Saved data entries
---
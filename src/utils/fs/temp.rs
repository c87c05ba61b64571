//! Temporary directory management with RAII cleanup.
//!
//! Staging areas for downloads and extraction are [`TempDir`]s: whatever the
//! outcome of an operation, dropping the guard removes the directory and
//! everything in it.

use crate::utils::fs::dirs::{ensure_dir, remove_dir_all};
use anyhow::Result;
use std::path::{Path, PathBuf};

/// A temporary directory that automatically cleans up when dropped.
///
/// The directory is created when the struct is created and removed recursively
/// when it is dropped, including during unwinding. Cleanup errors are ignored.
///
/// # Examples
///
/// ```rust,no_run
/// use lpm_cli::utils::fs::TempDir;
///
/// # fn example() -> anyhow::Result<()> {
/// {
///     let staging = TempDir::new("staging")?;
///     std::fs::write(staging.path().join("archive.tar.gz"), b"...")?;
/// } // Directory and archive are gone here
/// # Ok(())
/// # }
/// ```
#[derive(Debug)]
pub struct TempDir {
    path: PathBuf,
}

impl TempDir {
    /// Creates `lpm_{prefix}_{uuid}` in the system temporary directory.
    pub fn new(prefix: &str) -> Result<Self> {
        Self::new_in(&std::env::temp_dir(), prefix)
    }

    /// Creates a hidden `.lpm_{prefix}_{uuid}` directory inside `parent`.
    ///
    /// Use this when the contents will later be renamed somewhere under
    /// `parent`, since a rename cannot cross file systems.
    pub fn new_in(parent: &Path, prefix: &str) -> Result<Self> {
        let hidden = if parent == std::env::temp_dir() {
            ""
        } else {
            "."
        };
        let unique_name = format!("{hidden}lpm_{}_{}", prefix, uuid::Uuid::new_v4());
        let path = parent.join(unique_name);

        ensure_dir(&path)?;

        Ok(Self {
            path,
        })
    }

    /// Returns the path to the temporary directory.
    #[must_use]
    pub fn path(&self) -> &Path {
        &self.path
    }
}

impl Drop for TempDir {
    fn drop(&mut self) {
        let _ = remove_dir_all(&self.path);
    }
}

#[cfg(test)]
mod tests {
    use super::*;

    #[test]
    fn test_temp_dir() {
        let temp_dir = TempDir::new("test").unwrap();
        let path = temp_dir.path().to_path_buf();

        assert!(path.is_dir());
        std::fs::write(path.join("test.txt"), "test").unwrap();

        drop(temp_dir);
        assert!(!path.exists());
    }

    #[test]
    fn test_temp_dir_new_in_parent() {
        let parent = tempfile::tempdir().unwrap();
        let staged = TempDir::new_in(parent.path(), "install").unwrap();

        assert_eq!(staged.path().parent().unwrap(), parent.path());
        let name = staged.path().file_name().unwrap().to_string_lossy().into_owned();
        assert!(name.starts_with(".lpm_install_"));

        let path = staged.path().to_path_buf();
        drop(staged);
        assert!(!path.exists());
    }

    #[test]
    fn test_temp_dir_unique_names() {
        let temp1 = TempDir::new("prefix").unwrap();
        let temp2 = TempDir::new("prefix").unwrap();
        assert_ne!(temp1.path(), temp2.path());
    }
}
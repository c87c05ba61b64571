//! External process execution
//!
//! See [`ProcessCommand`] for the builder every `tar`, `git` and `systemctl`
//! invocation goes through.

pub mod command_builder;

pub use command_builder::{ProcessCommand, ProcessOutput};
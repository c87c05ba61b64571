//! Test utilities for LPM
//!
//! Helpers shared by unit tests and the integration suite:
//! - [`init_test_logging`] wires `tracing` output into the test harness
//! - [`ArchiveBuilder`] produces gzip-compressed tar archives in memory, shaped
//!   like the release archives LPM installs
//!
//! # Example
//!
//! ```rust,no_run
//! use lpm_cli::test_utils::{ArchiveBuilder, product_json};
//!
//! let archive = ArchiveBuilder::new()
//!     .executable("Windsurf/windsurf", "#!/bin/sh\necho windsurf\n")
//!     .file("Windsurf/resources/app/product.json", &product_json("1.0.0"))
//!     .build()
//!     .unwrap();
//! assert!(!archive.is_empty());
//! ```

pub mod archive;

pub use archive::{ArchiveBuilder, product_json, windsurf_archive};

use std::sync::Once;
use tracing::Level;
use tracing_subscriber::EnvFilter;

/// Global flag to ensure logging is only initialized once in tests
static INIT_LOGGING: Once = Once::new();

/// Initialize logging for tests.
///
/// Uses `level` when given, otherwise `RUST_LOG`; with neither, logging stays off.
/// Safe to call from every test.
///
/// ```bash
/// RUST_LOG=lifecycle=debug,process=debug cargo test
/// ```
pub fn init_test_logging(level: Option<Level>) {
    INIT_LOGGING.call_once(|| {
        let filter = if let Some(level) = level {
            EnvFilter::new(level.to_string())
        } else if std::env::var("RUST_LOG").is_ok() {
            EnvFilter::from_default_env()
        } else {
            return;
        };

        let _ = tracing_subscriber::fmt()
            .with_env_filter(filter)
            .with_test_writer()
            .with_target(true)
            .with_thread_ids(false)
            .with_ansi(true)
            .try_init();
    });
}
//! File system utilities
//!
//! Atomic writes, tree copies and RAII temporary directories. Everything LPM
//! writes to the user's home directory goes through these helpers, so a failed
//! operation never leaves a half-written launcher or a half-copied install tree.
//!
//! # Examples
//!
//! ```rust,no_run
//! use lpm_cli::utils::fs::{ensure_dir, write_executable, TempDir};
//! use std::path::Path;
//!
//! # fn example() -> anyhow::Result<()> {
//! ensure_dir(Path::new("/home/user/.local/bin"))?;
//! write_executable(Path::new("/home/user/.local/bin/tool"), "#!/bin/sh\nexec true\n")?;
//!
//! let staging = TempDir::new("staging")?;
//! println!("staging in {}", staging.path().display());
//! # Ok(())
//! # }
//! ```

pub mod atomic;
pub mod dirs;
pub mod temp;

pub use atomic::{atomic_write, replace_dir, safe_write, write_executable};
pub use dirs::{
    copy_tree, ensure_dir, ensure_parent_dir, remove_dir_all, remove_file_if_exists,
    set_executable,
};
pub use temp::TempDir;
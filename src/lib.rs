//! LPM - Local Package Manager
//!
//! Installs applications that are distributed as `.tar.gz` archives into the
//! user's home directory and keeps them current, without root and without a
//! system package manager.
//!
//! # Architecture Overview
//!
//! A package is described by a [`config::PackageSpec`]: the endpoint that
//! announces its latest release, the metadata file that records the installed
//! version, and the launcher and desktop entry to create. The lifecycle of a
//! package is driven by [`lifecycle::LifecycleManager`]:
//!
//! - **install** fetches the latest archive, extracts it into
//!   `~/.local/share/<package>`, and writes a launcher, a desktop entry, an
//!   update command and a weekly systemd user timer
//! - **update** replaces the install when the announced version differs from
//!   the installed one
//! - **uninstall** removes the install and everything install created
//! - **version** reports the installed version from the metadata file
//!
//! The install directory is only ever replaced by a fully extracted tree, so
//! a failed download or extraction leaves the previous install in place.
//!
//! # Modules
//!
//! - [`cli`] - Command-line interface
//! - [`config`] - Configuration file, install layout and package specs
//! - [`core`] - Error types and user-facing error formatting
//! - [`lifecycle`] - Version source, archive fetcher, archive installer and the
//!   lifecycle operations
//! - [`git`] - Bare clones for worktree-based work
//! - [`scripts`] - Wrappers for remotely hosted scripts
//! - [`process`] - External command execution with timeouts
//! - [`utils`] - File system, platform and progress helpers
//!
//! # Example
//!
//! ```rust,no_run
//! use lpm_cli::config::LpmConfig;
//! use lpm_cli::lifecycle::LifecycleManager;
//!
//! # async fn example() -> anyhow::Result<()> {
//! let config = LpmConfig::load_with_optional(None).await?;
//! let manager = LifecycleManager::from_config(&config, "windsurf")?;
//! let report = manager.install(false, false).await?;
//! println!("Installed {} {}", report.package, report.version);
//! # Ok(())
//! # }
//! ```

pub mod cli;
pub mod config;
pub mod constants;
pub mod core;
pub mod git;
pub mod lifecycle;
pub mod process;
pub mod scripts;
pub mod utils;

#[cfg(any(test, feature = "test-utils"))]
pub mod test_utils;
//! Clone a repository bare for worktree-based work.
//!
//! ```bash
//! mkdir project && cd project
//! lpm bare-clone git@github.com:owner/repo.git
//! git worktree add main
//! ```

use crate::constants::DEFAULT_BARE_LOCATION;
use crate::git::bare_clone;
use anyhow::Result;
use clap::Args;
use colored::Colorize;
use std::path::PathBuf;

/// Command to create a bare clone.
#[derive(Args, Debug)]
pub struct BareCloneCommand {
    /// Repository URL or path
    pub(crate) repository: String,

    /// Where to put the bare repository
    #[arg(short, long, default_value = DEFAULT_BARE_LOCATION)]
    pub(crate) location: PathBuf,
}

impl BareCloneCommand {
    pub(crate) async fn execute(self) -> Result<()> {
        let clone = bare_clone(&self.repository, &self.location).await?;
        println!(
            "{}",
            format!("Cloned {} into {}", self.repository, clone.bare_dir.display()).green()
        );
        println!("  {} points at it; add worktrees with `git worktree add <branch>`", clone.gitdir_file.display());
        Ok(())
    }
}
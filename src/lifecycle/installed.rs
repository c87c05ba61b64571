//! The package as it exists on disk
//!
//! Whether a package is installed is decided by its install directory alone.
//! The version is read on demand from a JSON metadata file inside it, looked up
//! by field name; nothing else about the file's structure is assumed.

use crate::config::{Layout, PackageSpec};
use crate::constants::UNKNOWN_VERSION;
use crate::core::LpmError;
use anyhow::Result;
use serde_json::{Map, Value};
use std::path::{Path, PathBuf};

/// Location of an installed (or installable) package.
#[derive(Debug, Clone, PartialEq, Eq)]
pub struct InstalledPackage {
    install_dir: PathBuf,
    metadata_path: PathBuf,
}

impl InstalledPackage {
    /// Where `spec` lives under `layout`.
    #[must_use]
    pub fn locate(layout: &Layout, spec: &PackageSpec) -> Self {
        let install_dir = layout.install_dir(spec);
        let metadata_path = install_dir.join(&spec.metadata_path);
        Self {
            install_dir,
            metadata_path,
        }
    }

    #[must_use]
    pub fn install_dir(&self) -> &Path {
        &self.install_dir
    }

    #[must_use]
    pub fn metadata_path(&self) -> &Path {
        &self.metadata_path
    }

    /// `true` when the install directory exists.
    #[must_use]
    pub fn exists(&self) -> bool {
        self.install_dir.exists()
    }

    /// Reads the metadata file.
    ///
    /// Returns `Ok(None)` when the file does not exist. A file that is not a
    /// JSON object reads as empty metadata, so every field comes back unknown.
    ///
    /// # Errors
    ///
    /// [`LpmError::FileSystemError`] when the file exists but cannot be read.
    pub async fn read_metadata(&self) -> Result<Option<Metadata>> {
        let content = match tokio::fs::read_to_string(&self.metadata_path).await {
            Ok(content) => content,
            Err(e) if e.kind() == std::io::ErrorKind::NotFound => return Ok(None),
            Err(e) => {
                return Err(LpmError::FileSystemError {
                    operation: "read".to_string(),
                    path: self.metadata_path.display().to_string(),
                    reason: e.to_string(),
                }
                .into());
            }
        };

        match serde_json::from_str::<Value>(&content) {
            Ok(Value::Object(fields)) => Ok(Some(Metadata {
                fields,
            })),
            Ok(_) => {
                tracing::warn!(
                    target: "lifecycle",
                    "Metadata file {} is not a JSON object",
                    self.metadata_path.display()
                );
                Ok(Some(Metadata::default()))
            }
            Err(e) => {
                tracing::warn!(
                    target: "lifecycle",
                    "Could not parse metadata file {}: {}",
                    self.metadata_path.display(),
                    e
                );
                Ok(Some(Metadata::default()))
            }
        }
    }
}

/// Fields of an installed package's metadata file.
#[derive(Debug, Clone, Default, PartialEq)]
pub struct Metadata {
    fields: Map<String, Value>,
}

impl Metadata {
    /// Value of `name` as text.
    ///
    /// Strings are returned as they are; numbers and booleans are formatted.
    /// Missing fields, nulls, arrays and objects yield `None`.
    #[must_use]
    pub fn field(&self, name: &str) -> Option<String> {
        match self.fields.get(name)? {
            Value::String(s) => Some(s.clone()),
            Value::Number(n) => Some(n.to_string()),
            Value::Bool(b) => Some(b.to_string()),
            _ => None,
        }
    }

    /// Value of `name`, or `unknown` when it is absent.
    #[must_use]
    pub fn field_or_unknown(&self, name: &str) -> String {
        self.field(name).unwrap_or_else(|| UNKNOWN_VERSION.to_string())
    }
}
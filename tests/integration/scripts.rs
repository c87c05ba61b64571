//! Script wrappers through the CLI.

use crate::common::TestEnvironment;
use httpmock::prelude::*;
use std::fs;
use std::os::unix::fs::PermissionsExt;

#[test]
fn test_scripts_list_shows_builtin_entries() {
    let env = TestEnvironment::new().unwrap();

    let output = env.run_lpm(&["scripts", "list"]).unwrap();
    output.assert_success();

    assert!(output.stdout.contains("git-bare-clone (git_bare_clone.py)"));
    assert!(output.stdout.contains("install-windsurf (install_windsurf.py)"));
}

#[test]
fn test_scripts_install_writes_wrapper() {
    let env = TestEnvironment::new().unwrap();

    let output = env.run_lpm(&["scripts", "install", "git-bare-clone"]).unwrap();
    output.assert_success();

    let wrapper = env.bin_dir().join("git-bare-clone");
    let content = fs::read_to_string(&wrapper).unwrap();
    assert!(content.contains(&format!(
        "exec uv run --quiet {} \"$@\"",
        env.server.url("/scripts/git_bare_clone.py")
    )));
    assert_eq!(fs::metadata(&wrapper).unwrap().permissions().mode() & 0o777, 0o755);
    assert!(output.stdout.contains("Run it with: git-bare-clone"));
}

#[test]
fn test_scripts_install_download() {
    let env = TestEnvironment::new().unwrap();
    let script = env.server.mock(|when, then| {
        when.method(GET).path("/scripts/install_windsurf.py");
        then.status(200).body("print('installing')\n");
    });

    let output = env.run_lpm(&["scripts", "install", "install-windsurf", "--download"]).unwrap();
    output.assert_success();

    script.assert();
    assert_eq!(
        fs::read_to_string(env.bin_dir().join("install-windsurf")).unwrap(),
        "print('installing')\n"
    );
}

#[test]
fn test_scripts_install_unknown_suggests() {
    let env = TestEnvironment::new().unwrap();

    let output = env.run_lpm(&["scripts", "install", "git-bare-clon"]).unwrap();
    output.assert_failure();

    assert!(output.stderr.contains("Unknown script name 'git-bare-clon'"), "stderr: {}", output.stderr);
    assert!(output.stderr.contains("git-bare-clone"));
    assert!(!env.bin_dir().join("git-bare-clon").exists());
}
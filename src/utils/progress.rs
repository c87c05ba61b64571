//! Progress indicators for downloads and long-running steps
//!
//! Wraps `indicatif` with LPM styling. A download whose size is known gets a
//! byte progress bar; anything else gets a spinner.
//!
//! # Environment Variables
//!
//! - `LPM_NO_PROGRESS`: Set to any value to disable all progress indicators
//!   (`--no-progress` sets it for the current process)
//!
//! # Examples
//!
//! ```rust
//! use lpm_cli::utils::progress::ProgressBar;
//!
//! let progress = ProgressBar::new_download(2048);
//! progress.set_message("Downloading windsurf");
//! progress.inc(1024);
//! progress.inc(1024);
//! progress.finish_and_clear();
//! ```
//!
//! ```rust
//! use lpm_cli::utils::progress::ProgressBar;
//!
//! let spinner = ProgressBar::new_spinner();
//! spinner.set_message("Querying latest version...");
//! spinner.finish_and_clear();
//! ```

use crate::constants::NO_PROGRESS_ENV;
use indicatif::{ProgressBar as IndicatifBar, ProgressStyle as IndicatifStyle};
use std::time::Duration;

/// Checks if progress bars should be disabled.
///
/// Progress bars are disabled when the `LPM_NO_PROGRESS` environment variable
/// is set to any value.
fn is_progress_disabled() -> bool {
    std::env::var(NO_PROGRESS_ENV).is_ok()
}

/// A progress bar with consistent styling.
///
/// When progress is disabled this wraps a hidden `indicatif` bar that silently
/// ignores every call, so callers never need to check the setting themselves.
#[derive(Clone)]
pub struct ProgressBar {
    inner: IndicatifBar,
}

impl ProgressBar {
    /// Creates a byte progress bar for a transfer of `total_bytes`.
    ///
    /// Shows bytes transferred, total size, transfer rate and ETA.
    pub fn new_download(total_bytes: u64) -> Self {
        Self::styled(IndicatifBar::new(total_bytes), download_style())
    }

    /// Creates a spinner for work of unknown size.
    ///
    /// The spinner ticks every 100ms until finished.
    pub fn new_spinner() -> Self {
        if is_progress_disabled() {
            return Self {
                inner: IndicatifBar::hidden(),
            };
        }
        let bar = IndicatifBar::new_spinner();
        bar.set_style(spinner_style());
        bar.enable_steady_tick(Duration::from_millis(100));
        Self {
            inner: bar,
        }
    }

    /// Creates a byte bar when the length is known, a spinner otherwise.
    pub fn for_transfer(content_length: Option<u64>) -> Self {
        match content_length {
            Some(len) if len > 0 => Self::new_download(len),
            _ => Self::new_spinner(),
        }
    }

    fn styled(bar: IndicatifBar, style: IndicatifStyle) -> Self {
        if is_progress_disabled() {
            return Self {
                inner: IndicatifBar::hidden(),
            };
        }
        bar.set_style(style);
        Self {
            inner: bar,
        }
    }

    /// Sets the message displayed next to the bar.
    pub fn set_message(&self, msg: impl Into<String>) {
        self.inner.set_message(msg.into());
    }

    /// Advances the position by `delta`.
    pub fn inc(&self, delta: u64) {
        self.inner.inc(delta);
    }

    /// Finishes the bar and removes it from the terminal.
    pub fn finish_and_clear(&self) {
        self.inner.finish_and_clear();
    }

    #[cfg(test)]
    pub(crate) fn is_finished(&self) -> bool {
        self.inner.is_finished()
    }
}

fn download_style() -> IndicatifStyle {
    IndicatifStyle::default_bar()
        .template(
            "[{bar:40.cyan/blue}] {bytes}/{total_bytes} ({bytes_per_sec}, {eta}) {msg}",
        )
        .unwrap_or_else(|_| IndicatifStyle::default_bar())
        .progress_chars("━╸━")
}

fn spinner_style() -> IndicatifStyle {
    IndicatifStyle::default_spinner()
        .template("{spinner:.cyan} {msg} {bytes}")
        .unwrap_or_else(|_| IndicatifStyle::default_spinner())
        .tick_strings(&["⠋", "⠙", "⠹", "⠸", "⠼", "⠴", "⠦", "⠧", "⠇", "⠏"])
}
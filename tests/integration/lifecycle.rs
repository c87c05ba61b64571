//! Install, update and uninstall through the CLI.

use crate::common::TestEnvironment;
use std::fs;
use std::os::unix::fs::PermissionsExt;

#[test]
fn test_install_provisions_everything() {
    let env = TestEnvironment::new().unwrap();
    let (api, download) = env.publish("1.2.0").unwrap();

    let output = env.run_lpm(&["install"]).unwrap();
    output.assert_success();

    api.assert();
    download.assert();
    assert!(output.stdout.contains("Windsurf 1.2.0 installed to"), "stdout: {}", output.stdout);

    let binary = env.install_dir().join("windsurf");
    assert!(binary.is_file());
    assert!(env.install_dir().join("resources/app/product.json").is_file());

    let launcher = env.bin_dir().join("windsurf");
    let launcher_script = fs::read_to_string(&launcher).unwrap();
    assert!(launcher_script.starts_with("#!/bin/sh"));
    assert!(launcher_script.contains(&format!("exec \"{}\" \"$@\"", binary.display())));
    assert_eq!(fs::metadata(&launcher).unwrap().permissions().mode() & 0o777, 0o755);

    let update_script = fs::read_to_string(env.bin_dir().join("update-windsurf")).unwrap();
    assert!(update_script.contains(&format!("--config \"{}\"", env.config_path.display())));
    assert!(update_script.contains("--package \"windsurf\" update"));

    let desktop = fs::read_to_string(env.desktop_entry()).unwrap();
    assert!(desktop.contains("Name=Windsurf"));
    assert!(desktop.contains(&format!("Exec={} %F", launcher.display())));

    assert!(env.systemd_dir().join("windsurf-update.service").is_file());
    let timer = fs::read_to_string(env.systemd_dir().join("windsurf-update.timer")).unwrap();
    assert!(timer.contains("OnCalendar=weekly"));
}

#[test]
fn test_install_twice_requires_force() {
    let env = TestEnvironment::new().unwrap();
    env.publish("1.0.0").unwrap();
    env.run_lpm(&["install"]).unwrap().assert_success();

    let output = env.run_lpm(&["install"]).unwrap();
    output.assert_failure();
    assert_eq!(output.code, Some(1));
    assert!(output.stderr.contains("already installed"), "stderr: {}", output.stderr);

    env.run_lpm(&["install", "--force"]).unwrap().assert_success();
}

#[test]
fn test_skip_auto_update_writes_no_units() {
    let env = TestEnvironment::new().unwrap();
    env.publish("1.0.0").unwrap();

    let output = env.run_lpm(&["install", "--skip-auto-update"]).unwrap();
    output.assert_success();

    assert!(output.stdout.contains("Automatic updates not enabled"));
    assert!(!env.systemd_dir().join("windsurf-update.timer").exists());
    assert!(env.bin_dir().join("update-windsurf").exists());
}

#[test]
fn test_failing_systemctl_still_installs() {
    let env = TestEnvironment::with_systemctl("false").unwrap();
    env.publish("1.0.0").unwrap();

    let output = env.run_lpm(&["install"]).unwrap();
    output.assert_success();

    assert!(output.stderr.contains("warning: scheduled update"), "stderr: {}", output.stderr);
    assert!(env.install_dir().join("windsurf").exists());
}

#[test]
fn test_update_to_newer_release() {
    let env = TestEnvironment::new().unwrap();
    let (mut api, mut download) = env.publish("1.0.0").unwrap();
    env.run_lpm(&["install"]).unwrap().assert_success();
    api.delete();
    download.delete();

    env.publish("1.1.0").unwrap();
    let output = env.run_lpm(&["update"]).unwrap();
    output.assert_success();

    assert!(output.stdout.contains("updated from 1.0.0 to 1.1.0"), "stdout: {}", output.stdout);
    assert!(env.install_dir().join("lib/release-1.1.0.txt").exists());
    assert!(!env.install_dir().join("lib/release-1.0.0.txt").exists());
}

#[test]
fn test_update_when_current_downloads_nothing() {
    let env = TestEnvironment::new().unwrap();
    let (_api, download) = env.publish("1.0.0").unwrap();
    env.run_lpm(&["install"]).unwrap().assert_success();

    let output = env.run_lpm(&["update"]).unwrap();
    output.assert_success();

    assert!(output.stdout.contains("already up to date (1.0.0)"), "stdout: {}", output.stdout);
    download.assert_hits(1);
}

#[test]
fn test_update_not_installed_fails() {
    let env = TestEnvironment::new().unwrap();
    let (api, _download) = env.publish("1.0.0").unwrap();

    let output = env.run_lpm(&["update"]).unwrap();
    output.assert_failure();

    assert!(output.stderr.contains("is not installed"), "stderr: {}", output.stderr);
    api.assert_hits(0);
}

#[test]
fn test_uninstall_removes_everything() {
    let env = TestEnvironment::new().unwrap();
    env.publish("1.0.0").unwrap();
    env.run_lpm(&["install"]).unwrap().assert_success();
    let user_config = env.home.join(".config/windsurf");
    fs::create_dir_all(&user_config).unwrap();

    let output = env.run_lpm(&["uninstall"]).unwrap();
    output.assert_success();

    assert!(output.stdout.contains("Windsurf uninstalled"), "stdout: {}", output.stdout);
    assert!(!env.install_dir().exists());
    assert!(!env.bin_dir().join("windsurf").exists());
    assert!(!env.bin_dir().join("update-windsurf").exists());
    assert!(!env.desktop_entry().exists());
    assert!(!env.systemd_dir().join("windsurf-update.service").exists());
    assert!(!env.systemd_dir().join("windsurf-update.timer").exists());
    assert!(!user_config.exists());

    // A second uninstall has nothing left to do
    env.run_lpm(&["uninstall"]).unwrap().assert_success();
}

#[test]
fn test_uninstall_keep_config() {
    let env = TestEnvironment::new().unwrap();
    env.publish("1.0.0").unwrap();
    env.run_lpm(&["install"]).unwrap().assert_success();
    let user_config = env.home.join(".config/windsurf");
    fs::create_dir_all(&user_config).unwrap();

    env.run_lpm(&["uninstall", "--keep-config"]).unwrap().assert_success();

    assert!(!env.install_dir().exists());
    assert!(user_config.exists());
}

#[test]
fn test_config_path_from_environment_reaches_update_script() {
    let env = TestEnvironment::new().unwrap();
    let (api, _download) = env.publish("1.2.0").unwrap();

    let output = std::process::Command::new(env!("CARGO_BIN_EXE_lpm"))
        .args(["--no-progress", "install"])
        .current_dir(&env.home)
        .env("HOME", &env.home)
        .env("NO_COLOR", "1")
        .env("LPM_CONFIG_PATH", &env.config_path)
        .env_remove("RUST_LOG")
        .output()
        .unwrap();
    let stderr = String::from_utf8_lossy(&output.stderr);
    assert!(output.status.success(), "stderr: {stderr}");
    assert!(!stderr.contains("Downloading"), "stderr: {stderr}");

    api.assert();
    let update_script = fs::read_to_string(env.bin_dir().join("update-windsurf")).unwrap();
    assert!(update_script.contains(&format!("--config \"{}\"", env.config_path.display())));
}
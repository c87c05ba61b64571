use anyhow::Result;
use clap::Parser;
use lpm_cli::cli;
use lpm_cli::core::user_friendly_error;

fn main() -> Result<()> {
    let cli = cli::Cli::parse();
    let config = cli.build_config();
    // SAFETY: still single-threaded, the tokio runtime is built below.
    unsafe { config.apply_to_env() };

    let runtime = tokio::runtime::Runtime::new()?;
    match runtime.block_on(cli.execute_with_config(config)) {
        Ok(()) => Ok(()),
        Err(e) => {
            user_friendly_error(e).display();
            std::process::exit(1);
        }
    }
}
---
◆ **WHAT IS EXPECTED**
Above are the lines; repeat exactly the ones from the line containing "script.assert();" down to the line containing "#[derive(Clone)]", both inclusive.

◆ **SOLUTION TO THE EXERCISE**
    script.assert();
    assert_eq!(
        fs::read_to_string(env.bin_dir().join("install-windsurf")).unwrap(),
        "print('installing')\n"
    );
}

#[test]
fn test_scripts_install_unknown_suggests() {
    let env = TestEnvironment::new().unwrap();

    let output = env.run_lpm(&["scripts", "install", "git-bare-clon"]).unwrap();
    output.assert_failure();

    assert!(output.stderr.contains("Unknown script name 'git-bare-clon'"), "stderr: {}", output.stderr);
    assert!(output.stderr.contains("git-bare-clone"));
    assert!(!env.bin_dir().join("git-bare-clon").exists());
}
filename src/utils/progress.rs
repository c87c05ba61b64571
//! Progress indicators for downloads and long-running steps
//!
//! Wraps `indicatif` with LPM styling. A download whose size is known gets a
//! byte progress bar; anything else gets a spinner.
//!
//! # Environment Variables
//!
//! - `LPM_NO_PROGRESS`: Set to any value to disable all progress indicators
//!   (`--no-progress` sets it for the current process)
//!
//! # Examples
//!
//! ```rust
//! use lpm_cli::utils::progress::ProgressBar;
//!
//! let progress = ProgressBar::new_download(2048);
//! progress.set_message("Downloading windsurf");
//! progress.inc(1024);
//! progress.inc(1024);
//! progress.finish_and_clear();
//! ```
//!
//! ```rust
//! use lpm_cli::utils::progress::ProgressBar;
//!
//! let spinner = ProgressBar::new_spinner();
//! spinner.set_message("Querying latest version...");
//! spinner.finish_and_clear();
//! ```

use crate::constants::NO_PROGRESS_ENV;
use indicatif::{ProgressBar as IndicatifBar, ProgressStyle as IndicatifStyle};
use std::time::Duration;

/// Checks if progress bars should be disabled.
///
/// Progress bars are disabled when the `LPM_NO_PROGRESS` environment variable
/// is set to any value.
fn is_progress_disabled() -> bool {
    std::env::var(NO_PROGRESS_ENV).is_ok()
}

/// A progress bar with consistent styling.
///
/// When progress is disabled this wraps a hidden `indicatif` bar that silently
/// ignores every call, so callers never need to check the setting themselves.
#[derive(Clone)]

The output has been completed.